Но после Италии все пошло на спад. С Анной стали случаться приступы черной меланхолии. Причина, говорила она, в том, что я успел уже слишком закоснеть в привычках, когда она появилась в моей жизни, а она хотела быть со мной с самого начала. Долгие месяцы она была сгустком ненависти, все представляла себе, как зарежет или хотя бы кастрирует меня. Немало страданий причинила ей и смерть отца, доведенного до самоубийства злостными слухами о том, что я спал с ее матерью — или того хуже.
Некоторое утешение я находил в дочерях — Матильде и Софи — и в эротических рисунках. Шли годы… Я смутно припоминаю русское стихотворение, которое мне читала однажды Лу Саломе: годы без божества, без вдохновения, без любви{77}; но вот теперь это возвращается, как Одиссей к Пенелопе — застав всех врасплох.
Анна выбирается из-под меня и устраивается сверху. Ее груди раскачиваются, они в мелких морщинках; кожа под правым ухом лиловато-синяя, вся в складочках и пронизана сосудами; мне кажется, что ее подбородок выдвигается вперед, когда она с усилием насаживается на меня, наваливается, стараясь в то же время удержать меня в себе. Раз я действительно выскальзываю из нее, и тогда она рукой нащупывает меня и водит мной, пока я снова не попадаю внутрь. Лицо у нее красное, в складках — неожиданно она выглядит старой. Это не имеет значения. Я жалею только об одном: когда она состарится по-настоящему, меня уже не будет в живых, чтобы показать ей, что я по-прежнему влюблен в нее…
Жизнь, к которой прежде я относился с полным безразличием, внезапно кажется мне бесценным сокровищем. А вдруг я завтра умру, не изведав до конца этого наслаждения? Мне невыносима мысль о том, что Анна снова выйдет замуж — возможно, за своего ровесника или кого-нибудь помоложе; за кого-нибудь вроде Кофмана — и отдаст ему все это; его будет доводить до безумия своими поцелуями, его пенис будет обхватывать своими упоительными губами и засасывать в себя; и страсть ее будет сильнее, чем теперь, потому что он моложе меня и в нем больше мужской силы…

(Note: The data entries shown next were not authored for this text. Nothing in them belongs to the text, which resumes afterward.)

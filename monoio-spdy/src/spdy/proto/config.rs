use super::flow_control::DEFAULT_INITIAL_WINDOW_SIZE;
use crate::spdy::{
    codec::writer::DEFAULT_MAX_DATA_PAYLOAD,
    frame::{settings_id, Setting, Settings, StreamId},
};

pub const DEFAULT_BUFFER_SIZE: usize = 16 * 1_024;
pub const DEFAULT_MAX_POOLED_BUFFERS: usize = 64;

/// Which end of the connection this engine plays. Decides the parity of
/// the stream ids and ping ids it allocates.
#[derive(Debug, Clone, Copy, PartialEq, Eq)]
pub enum Role {
    Client,
    Server,
}

impl Role {
    pub fn first_stream_id(self) -> StreamId {
        match self {
            Role::Client => 1,
            Role::Server => 2,
        }
    }

    /// Whether `id` (a stream or ping id) belongs to this side.
    pub fn is_local_id(self, id: u32) -> bool {
        match self {
            Role::Client => id % 2 == 1,
            Role::Server => id != 0 && id % 2 == 0,
        }
    }

    pub fn is_peer_id(self, id: u32) -> bool {
        id != 0 && !self.is_local_id(id)
    }
}

#[derive(Debug, Clone)]
pub struct Config {
    /// Receive window of every stream, announced to the peer when it
    /// differs from the protocol default.
    pub initial_window_size: i32,

    /// Maximum number of peer initiated streams open at once. Excess
    /// SYN_STREAMs are refused.
    pub max_concurrent_streams: Option<u32>,

    /// Size of pooled buffers, also the bound of the compression scratch space.
    pub buffer_size: usize,

    /// Idle buffers kept by the default pool.
    pub max_pooled_buffers: usize,

    /// Largest DATA frame payload written.
    pub max_data_payload: usize,
}

impl Default for Config {
    fn default() -> Self {
        Self {
            initial_window_size: DEFAULT_INITIAL_WINDOW_SIZE,
            max_concurrent_streams: None,
            buffer_size: DEFAULT_BUFFER_SIZE,
            max_pooled_buffers: DEFAULT_MAX_POOLED_BUFFERS,
            max_data_payload: DEFAULT_MAX_DATA_PAYLOAD,
        }
    }
}

impl Config {
    /// The SETTINGS frame announcing local limits, if any differ from the
    /// protocol defaults.
    pub(crate) fn settings(&self) -> Option<Settings> {
        let mut entries = Vec::new();
        if let Some(max) = self.max_concurrent_streams {
            entries.push(Setting {
                flags: 0,
                id: settings_id::MAX_CONCURRENT_STREAMS,
                value: max,
            });
        }
        if self.initial_window_size != DEFAULT_INITIAL_WINDOW_SIZE {
            entries.push(Setting {
                flags: 0,
                id: settings_id::INITIAL_WINDOW_SIZE,
                value: self.initial_window_size.max(0) as u32,
            });
        }
        if entries.is_empty() {
            None
        } else {
            Some(Settings { flags: 0, entries })
        }
    }
}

Прочтенная часть «Строго конфиденциально» встревожила меня, но в то же время восхитила. Вот ведь бестия — взять и влезть в шкуру Марты! А как ловко использовала мое юношеское фрайбергское увлечение — вывела из него, что я мог бы жениться на собственной дочери! Помнится, я рассказывал ей о Гизеле в кафе у фонтана Треви — мы присели отдохнуть после утомительного путешествия по отупляющей жаре. Она жадно слушала мой рассказ. Тоска в моих глазах, вероятно, радовала ее, ибо доказывала, что ее матери заведомо не под силу удовлетворить мои фантазии. Это было в тот день, когда у меня случилось кровотечение, и я забрызгал кровью белое платье Анны. Наверно, именно тогда у нее и возникло предчувствие, что нам с ней не долго осталось быть вместе.